■ Supplied information:
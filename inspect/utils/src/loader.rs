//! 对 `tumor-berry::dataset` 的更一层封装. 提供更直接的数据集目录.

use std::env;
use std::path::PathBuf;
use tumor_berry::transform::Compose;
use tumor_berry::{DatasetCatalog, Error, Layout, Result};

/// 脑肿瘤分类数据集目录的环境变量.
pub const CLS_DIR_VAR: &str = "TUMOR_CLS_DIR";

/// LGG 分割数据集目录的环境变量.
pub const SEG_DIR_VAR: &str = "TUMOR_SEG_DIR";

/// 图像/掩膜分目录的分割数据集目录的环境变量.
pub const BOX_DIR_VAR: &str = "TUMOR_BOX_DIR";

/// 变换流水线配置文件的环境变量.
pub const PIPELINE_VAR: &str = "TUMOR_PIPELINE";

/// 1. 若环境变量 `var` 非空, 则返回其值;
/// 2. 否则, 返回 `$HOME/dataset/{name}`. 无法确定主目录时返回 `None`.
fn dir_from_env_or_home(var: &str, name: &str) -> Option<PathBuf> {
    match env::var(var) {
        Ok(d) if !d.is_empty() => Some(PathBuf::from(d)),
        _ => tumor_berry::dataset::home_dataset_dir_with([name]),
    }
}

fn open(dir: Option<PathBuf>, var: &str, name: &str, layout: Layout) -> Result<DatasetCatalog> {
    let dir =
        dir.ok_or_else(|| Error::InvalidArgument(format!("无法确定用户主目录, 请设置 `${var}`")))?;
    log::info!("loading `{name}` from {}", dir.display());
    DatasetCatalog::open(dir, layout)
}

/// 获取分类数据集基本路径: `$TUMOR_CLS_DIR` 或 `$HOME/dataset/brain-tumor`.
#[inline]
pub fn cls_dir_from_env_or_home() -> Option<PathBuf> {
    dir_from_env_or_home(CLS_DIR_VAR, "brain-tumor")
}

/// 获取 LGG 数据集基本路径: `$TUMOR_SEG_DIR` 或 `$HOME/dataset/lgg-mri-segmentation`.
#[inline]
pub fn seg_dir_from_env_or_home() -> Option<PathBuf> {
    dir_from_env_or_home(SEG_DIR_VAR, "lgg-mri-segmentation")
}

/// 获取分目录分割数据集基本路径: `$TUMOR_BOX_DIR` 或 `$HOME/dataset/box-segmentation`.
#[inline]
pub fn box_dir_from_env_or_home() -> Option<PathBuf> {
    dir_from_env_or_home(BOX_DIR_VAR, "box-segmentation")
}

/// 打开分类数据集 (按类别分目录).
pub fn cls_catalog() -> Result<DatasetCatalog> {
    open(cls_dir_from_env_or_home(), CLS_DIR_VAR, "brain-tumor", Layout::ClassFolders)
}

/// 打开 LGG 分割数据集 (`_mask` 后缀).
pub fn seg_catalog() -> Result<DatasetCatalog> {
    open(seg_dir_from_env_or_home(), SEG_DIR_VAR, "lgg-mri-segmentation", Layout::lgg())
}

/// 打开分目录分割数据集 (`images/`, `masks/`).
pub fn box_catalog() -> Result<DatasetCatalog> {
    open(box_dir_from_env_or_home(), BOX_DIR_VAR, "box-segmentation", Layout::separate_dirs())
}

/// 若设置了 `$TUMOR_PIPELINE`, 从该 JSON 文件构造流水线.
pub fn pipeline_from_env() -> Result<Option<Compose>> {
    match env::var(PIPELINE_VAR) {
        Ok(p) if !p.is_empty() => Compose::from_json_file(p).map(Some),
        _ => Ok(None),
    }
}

==

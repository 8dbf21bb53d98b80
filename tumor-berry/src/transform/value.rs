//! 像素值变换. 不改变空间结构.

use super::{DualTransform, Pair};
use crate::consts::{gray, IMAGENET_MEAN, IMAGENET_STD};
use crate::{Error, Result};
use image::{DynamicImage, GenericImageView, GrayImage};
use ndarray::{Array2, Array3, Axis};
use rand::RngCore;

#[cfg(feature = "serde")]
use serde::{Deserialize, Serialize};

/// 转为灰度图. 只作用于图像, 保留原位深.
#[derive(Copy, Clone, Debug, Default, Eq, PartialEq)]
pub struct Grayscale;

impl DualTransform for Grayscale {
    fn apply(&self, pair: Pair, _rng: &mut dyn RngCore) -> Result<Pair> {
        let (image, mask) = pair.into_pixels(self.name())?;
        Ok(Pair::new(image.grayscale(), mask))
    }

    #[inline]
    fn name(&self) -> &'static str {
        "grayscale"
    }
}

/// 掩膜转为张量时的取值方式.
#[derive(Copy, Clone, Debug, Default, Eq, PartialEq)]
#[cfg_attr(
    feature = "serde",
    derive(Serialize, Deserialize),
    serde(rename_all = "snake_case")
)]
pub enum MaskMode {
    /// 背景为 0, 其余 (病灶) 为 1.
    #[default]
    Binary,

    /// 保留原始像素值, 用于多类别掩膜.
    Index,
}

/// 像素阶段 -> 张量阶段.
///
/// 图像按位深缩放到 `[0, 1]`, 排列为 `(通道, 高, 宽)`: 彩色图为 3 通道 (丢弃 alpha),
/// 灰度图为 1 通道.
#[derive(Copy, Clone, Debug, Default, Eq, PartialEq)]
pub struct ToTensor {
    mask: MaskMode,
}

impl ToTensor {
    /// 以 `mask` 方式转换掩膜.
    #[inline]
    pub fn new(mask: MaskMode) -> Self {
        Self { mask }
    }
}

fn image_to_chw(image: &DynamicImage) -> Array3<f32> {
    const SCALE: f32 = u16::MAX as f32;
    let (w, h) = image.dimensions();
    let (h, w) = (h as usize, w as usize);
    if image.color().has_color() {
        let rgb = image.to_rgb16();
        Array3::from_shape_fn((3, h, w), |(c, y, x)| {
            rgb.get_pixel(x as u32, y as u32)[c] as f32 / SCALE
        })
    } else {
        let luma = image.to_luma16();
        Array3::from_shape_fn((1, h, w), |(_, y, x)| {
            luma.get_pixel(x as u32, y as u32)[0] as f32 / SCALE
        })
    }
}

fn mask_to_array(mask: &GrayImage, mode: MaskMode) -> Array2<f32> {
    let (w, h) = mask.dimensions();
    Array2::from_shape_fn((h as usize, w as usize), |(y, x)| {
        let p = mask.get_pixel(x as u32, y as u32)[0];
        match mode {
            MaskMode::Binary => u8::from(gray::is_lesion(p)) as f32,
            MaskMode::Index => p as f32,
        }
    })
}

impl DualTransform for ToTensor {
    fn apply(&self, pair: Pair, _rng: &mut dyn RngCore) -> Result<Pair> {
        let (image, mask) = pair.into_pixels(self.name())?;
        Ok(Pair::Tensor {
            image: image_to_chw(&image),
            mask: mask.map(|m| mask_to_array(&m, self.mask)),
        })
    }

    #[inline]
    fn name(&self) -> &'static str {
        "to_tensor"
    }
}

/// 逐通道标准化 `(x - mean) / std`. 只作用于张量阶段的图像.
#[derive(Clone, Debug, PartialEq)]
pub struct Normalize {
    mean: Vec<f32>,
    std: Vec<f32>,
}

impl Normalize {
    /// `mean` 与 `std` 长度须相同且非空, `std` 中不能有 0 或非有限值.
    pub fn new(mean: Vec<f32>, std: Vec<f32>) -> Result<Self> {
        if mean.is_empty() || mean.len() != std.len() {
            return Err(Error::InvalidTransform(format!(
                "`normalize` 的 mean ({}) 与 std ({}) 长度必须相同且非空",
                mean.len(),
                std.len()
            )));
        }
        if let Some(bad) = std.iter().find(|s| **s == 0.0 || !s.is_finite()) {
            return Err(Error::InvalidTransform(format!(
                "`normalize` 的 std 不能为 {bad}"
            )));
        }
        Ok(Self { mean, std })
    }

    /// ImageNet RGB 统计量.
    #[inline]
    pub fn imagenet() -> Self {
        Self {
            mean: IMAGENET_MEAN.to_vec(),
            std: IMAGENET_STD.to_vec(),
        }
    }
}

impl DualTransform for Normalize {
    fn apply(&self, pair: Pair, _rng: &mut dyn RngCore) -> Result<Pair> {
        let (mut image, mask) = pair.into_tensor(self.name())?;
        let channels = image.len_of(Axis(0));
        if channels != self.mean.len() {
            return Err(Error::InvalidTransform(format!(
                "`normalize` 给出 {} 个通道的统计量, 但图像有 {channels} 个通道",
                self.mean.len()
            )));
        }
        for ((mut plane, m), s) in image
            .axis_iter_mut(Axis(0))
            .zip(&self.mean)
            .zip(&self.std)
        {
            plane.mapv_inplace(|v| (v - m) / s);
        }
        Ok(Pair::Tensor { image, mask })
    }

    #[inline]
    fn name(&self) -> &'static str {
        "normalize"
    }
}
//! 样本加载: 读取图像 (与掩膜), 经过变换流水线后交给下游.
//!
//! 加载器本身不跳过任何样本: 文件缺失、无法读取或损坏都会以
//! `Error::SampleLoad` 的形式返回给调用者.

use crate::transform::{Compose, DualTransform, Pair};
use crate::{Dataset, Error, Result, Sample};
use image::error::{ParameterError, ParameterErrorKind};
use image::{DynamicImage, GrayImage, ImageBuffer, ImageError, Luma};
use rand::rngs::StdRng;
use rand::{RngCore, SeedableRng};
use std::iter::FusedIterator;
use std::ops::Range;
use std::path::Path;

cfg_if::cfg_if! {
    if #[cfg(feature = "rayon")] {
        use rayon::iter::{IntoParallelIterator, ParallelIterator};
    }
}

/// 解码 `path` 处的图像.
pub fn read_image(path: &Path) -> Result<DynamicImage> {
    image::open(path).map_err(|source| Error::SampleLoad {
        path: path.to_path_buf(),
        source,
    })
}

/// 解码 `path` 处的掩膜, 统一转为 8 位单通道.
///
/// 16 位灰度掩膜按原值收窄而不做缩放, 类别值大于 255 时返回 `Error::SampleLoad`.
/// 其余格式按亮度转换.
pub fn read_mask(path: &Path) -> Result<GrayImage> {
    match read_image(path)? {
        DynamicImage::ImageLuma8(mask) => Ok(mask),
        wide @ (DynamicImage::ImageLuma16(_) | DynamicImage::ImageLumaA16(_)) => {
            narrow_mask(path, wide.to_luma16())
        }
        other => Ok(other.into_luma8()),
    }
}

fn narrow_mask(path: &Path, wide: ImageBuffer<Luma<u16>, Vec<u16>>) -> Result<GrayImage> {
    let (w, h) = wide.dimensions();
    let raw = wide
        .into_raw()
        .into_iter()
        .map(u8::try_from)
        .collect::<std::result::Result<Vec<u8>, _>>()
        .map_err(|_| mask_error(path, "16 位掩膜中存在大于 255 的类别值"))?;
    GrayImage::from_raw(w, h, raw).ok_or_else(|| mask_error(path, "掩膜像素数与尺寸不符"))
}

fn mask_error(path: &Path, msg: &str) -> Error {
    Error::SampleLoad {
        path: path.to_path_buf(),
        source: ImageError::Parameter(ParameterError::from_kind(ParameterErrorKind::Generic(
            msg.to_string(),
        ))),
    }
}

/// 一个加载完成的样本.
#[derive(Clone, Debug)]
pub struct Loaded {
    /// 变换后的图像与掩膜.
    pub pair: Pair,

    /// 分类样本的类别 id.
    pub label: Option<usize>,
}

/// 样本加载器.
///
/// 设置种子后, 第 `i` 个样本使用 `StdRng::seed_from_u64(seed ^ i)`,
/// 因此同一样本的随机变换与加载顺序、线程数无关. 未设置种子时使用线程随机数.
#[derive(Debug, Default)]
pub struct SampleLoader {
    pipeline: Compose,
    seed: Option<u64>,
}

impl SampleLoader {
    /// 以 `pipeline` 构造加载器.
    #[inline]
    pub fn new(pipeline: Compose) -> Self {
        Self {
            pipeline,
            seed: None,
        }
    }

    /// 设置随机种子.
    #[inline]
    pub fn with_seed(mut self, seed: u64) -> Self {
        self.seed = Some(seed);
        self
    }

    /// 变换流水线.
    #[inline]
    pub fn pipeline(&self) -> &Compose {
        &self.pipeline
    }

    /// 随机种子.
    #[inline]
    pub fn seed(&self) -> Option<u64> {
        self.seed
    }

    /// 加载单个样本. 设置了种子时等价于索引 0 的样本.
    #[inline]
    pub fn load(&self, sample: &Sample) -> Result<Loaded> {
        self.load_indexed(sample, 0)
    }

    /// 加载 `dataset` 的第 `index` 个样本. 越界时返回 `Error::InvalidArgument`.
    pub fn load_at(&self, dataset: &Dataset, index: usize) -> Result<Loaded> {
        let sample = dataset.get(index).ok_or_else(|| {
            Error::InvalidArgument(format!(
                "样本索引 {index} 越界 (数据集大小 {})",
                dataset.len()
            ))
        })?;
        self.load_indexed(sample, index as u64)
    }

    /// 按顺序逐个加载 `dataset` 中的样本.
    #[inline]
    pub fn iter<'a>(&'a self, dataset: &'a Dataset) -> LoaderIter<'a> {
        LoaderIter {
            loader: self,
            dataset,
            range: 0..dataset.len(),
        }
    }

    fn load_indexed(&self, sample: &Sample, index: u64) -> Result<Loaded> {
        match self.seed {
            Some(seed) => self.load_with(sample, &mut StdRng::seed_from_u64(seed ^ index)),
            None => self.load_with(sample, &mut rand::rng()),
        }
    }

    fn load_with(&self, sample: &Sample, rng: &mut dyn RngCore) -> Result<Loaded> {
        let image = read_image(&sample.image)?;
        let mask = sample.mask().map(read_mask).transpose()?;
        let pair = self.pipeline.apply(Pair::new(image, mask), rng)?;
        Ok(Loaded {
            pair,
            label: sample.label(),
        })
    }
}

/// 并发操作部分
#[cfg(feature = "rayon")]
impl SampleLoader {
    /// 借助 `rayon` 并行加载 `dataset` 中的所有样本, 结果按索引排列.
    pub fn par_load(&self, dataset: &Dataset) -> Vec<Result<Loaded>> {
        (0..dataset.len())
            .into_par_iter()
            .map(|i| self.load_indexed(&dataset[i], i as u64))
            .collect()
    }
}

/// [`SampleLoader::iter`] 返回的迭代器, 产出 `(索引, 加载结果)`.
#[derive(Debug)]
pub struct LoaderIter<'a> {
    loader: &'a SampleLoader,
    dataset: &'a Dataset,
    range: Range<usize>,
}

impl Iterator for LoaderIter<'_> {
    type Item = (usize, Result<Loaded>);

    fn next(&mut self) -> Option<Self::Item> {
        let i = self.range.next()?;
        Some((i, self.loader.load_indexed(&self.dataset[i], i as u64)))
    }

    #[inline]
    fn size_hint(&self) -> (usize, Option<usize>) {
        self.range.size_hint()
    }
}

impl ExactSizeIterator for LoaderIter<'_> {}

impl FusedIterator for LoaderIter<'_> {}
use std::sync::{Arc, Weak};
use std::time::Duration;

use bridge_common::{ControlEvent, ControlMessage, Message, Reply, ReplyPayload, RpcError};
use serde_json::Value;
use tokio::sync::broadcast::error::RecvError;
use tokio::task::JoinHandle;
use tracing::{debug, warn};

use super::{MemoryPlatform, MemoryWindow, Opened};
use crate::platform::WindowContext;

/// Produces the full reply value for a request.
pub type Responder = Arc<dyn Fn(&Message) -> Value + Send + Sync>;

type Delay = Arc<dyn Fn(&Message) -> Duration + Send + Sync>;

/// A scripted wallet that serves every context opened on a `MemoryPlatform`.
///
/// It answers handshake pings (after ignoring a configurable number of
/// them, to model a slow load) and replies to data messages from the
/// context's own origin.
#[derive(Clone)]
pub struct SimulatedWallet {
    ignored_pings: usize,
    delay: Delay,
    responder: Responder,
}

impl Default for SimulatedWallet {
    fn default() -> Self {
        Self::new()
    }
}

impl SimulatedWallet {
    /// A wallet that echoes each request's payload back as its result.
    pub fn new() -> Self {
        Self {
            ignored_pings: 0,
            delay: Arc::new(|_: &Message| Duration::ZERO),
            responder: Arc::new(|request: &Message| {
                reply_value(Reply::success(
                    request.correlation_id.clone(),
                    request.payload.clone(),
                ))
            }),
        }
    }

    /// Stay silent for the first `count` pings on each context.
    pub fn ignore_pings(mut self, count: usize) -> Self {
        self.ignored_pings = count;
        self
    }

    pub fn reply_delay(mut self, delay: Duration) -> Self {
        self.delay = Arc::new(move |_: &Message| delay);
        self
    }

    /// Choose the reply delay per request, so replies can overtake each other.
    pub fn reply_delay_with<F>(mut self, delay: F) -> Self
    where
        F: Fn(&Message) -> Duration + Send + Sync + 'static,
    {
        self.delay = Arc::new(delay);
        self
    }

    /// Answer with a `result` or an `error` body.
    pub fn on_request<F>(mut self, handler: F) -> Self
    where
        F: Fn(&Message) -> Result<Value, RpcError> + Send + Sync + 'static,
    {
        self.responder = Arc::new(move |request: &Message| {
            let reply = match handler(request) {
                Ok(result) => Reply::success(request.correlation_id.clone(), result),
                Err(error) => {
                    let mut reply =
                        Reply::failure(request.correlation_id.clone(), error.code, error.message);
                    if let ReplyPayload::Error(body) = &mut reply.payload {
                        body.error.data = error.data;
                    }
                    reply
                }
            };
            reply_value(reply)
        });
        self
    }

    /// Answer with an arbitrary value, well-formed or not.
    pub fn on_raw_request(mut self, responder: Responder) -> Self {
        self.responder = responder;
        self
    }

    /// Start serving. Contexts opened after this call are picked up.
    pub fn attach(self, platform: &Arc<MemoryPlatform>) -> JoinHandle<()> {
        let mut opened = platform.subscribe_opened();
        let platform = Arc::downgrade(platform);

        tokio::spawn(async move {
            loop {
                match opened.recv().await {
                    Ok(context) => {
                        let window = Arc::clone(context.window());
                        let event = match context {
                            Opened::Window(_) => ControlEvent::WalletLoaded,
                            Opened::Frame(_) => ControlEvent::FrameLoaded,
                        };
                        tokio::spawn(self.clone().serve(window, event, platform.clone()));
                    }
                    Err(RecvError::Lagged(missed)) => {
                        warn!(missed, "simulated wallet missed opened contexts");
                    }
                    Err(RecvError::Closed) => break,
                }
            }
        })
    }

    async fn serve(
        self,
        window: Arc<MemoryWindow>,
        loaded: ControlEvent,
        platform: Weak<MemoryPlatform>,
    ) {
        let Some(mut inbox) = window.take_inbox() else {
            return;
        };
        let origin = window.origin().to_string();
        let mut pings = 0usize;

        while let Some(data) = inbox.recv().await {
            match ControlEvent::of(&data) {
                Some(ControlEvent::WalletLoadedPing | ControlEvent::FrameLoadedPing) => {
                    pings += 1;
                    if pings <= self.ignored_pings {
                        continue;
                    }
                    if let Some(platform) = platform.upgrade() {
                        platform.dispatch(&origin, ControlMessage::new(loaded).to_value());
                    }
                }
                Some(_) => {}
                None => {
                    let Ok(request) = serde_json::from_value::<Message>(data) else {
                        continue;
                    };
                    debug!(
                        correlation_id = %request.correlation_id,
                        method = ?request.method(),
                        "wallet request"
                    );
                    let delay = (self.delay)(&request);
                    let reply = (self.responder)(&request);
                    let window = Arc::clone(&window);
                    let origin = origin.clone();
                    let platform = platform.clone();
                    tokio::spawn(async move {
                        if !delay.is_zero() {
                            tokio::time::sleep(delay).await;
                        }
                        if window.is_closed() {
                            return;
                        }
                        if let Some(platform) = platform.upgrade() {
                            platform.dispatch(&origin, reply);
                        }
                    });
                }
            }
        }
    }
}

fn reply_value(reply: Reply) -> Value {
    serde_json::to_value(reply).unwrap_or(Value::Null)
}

* * *

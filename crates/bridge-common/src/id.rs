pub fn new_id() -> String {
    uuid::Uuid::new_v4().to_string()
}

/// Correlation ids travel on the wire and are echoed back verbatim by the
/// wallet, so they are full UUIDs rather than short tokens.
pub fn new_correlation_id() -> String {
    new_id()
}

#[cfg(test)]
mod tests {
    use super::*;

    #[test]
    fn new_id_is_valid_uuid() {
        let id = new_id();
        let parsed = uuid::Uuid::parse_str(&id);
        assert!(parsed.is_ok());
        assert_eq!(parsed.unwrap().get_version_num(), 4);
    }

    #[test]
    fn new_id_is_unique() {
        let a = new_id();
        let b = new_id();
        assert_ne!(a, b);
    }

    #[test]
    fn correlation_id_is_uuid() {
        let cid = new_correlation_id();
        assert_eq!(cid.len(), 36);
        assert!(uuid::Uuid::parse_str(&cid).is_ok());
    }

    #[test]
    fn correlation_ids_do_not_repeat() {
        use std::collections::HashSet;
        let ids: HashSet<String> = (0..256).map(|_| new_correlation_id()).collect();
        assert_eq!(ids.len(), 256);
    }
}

■ Task to complete:
Copy every line of the listing containing the string "after".

■ Reply to the task:
/// It answers handshake pings (after ignoring a configurable number of
    /// Start serving. Contexts opened after this call are picked up.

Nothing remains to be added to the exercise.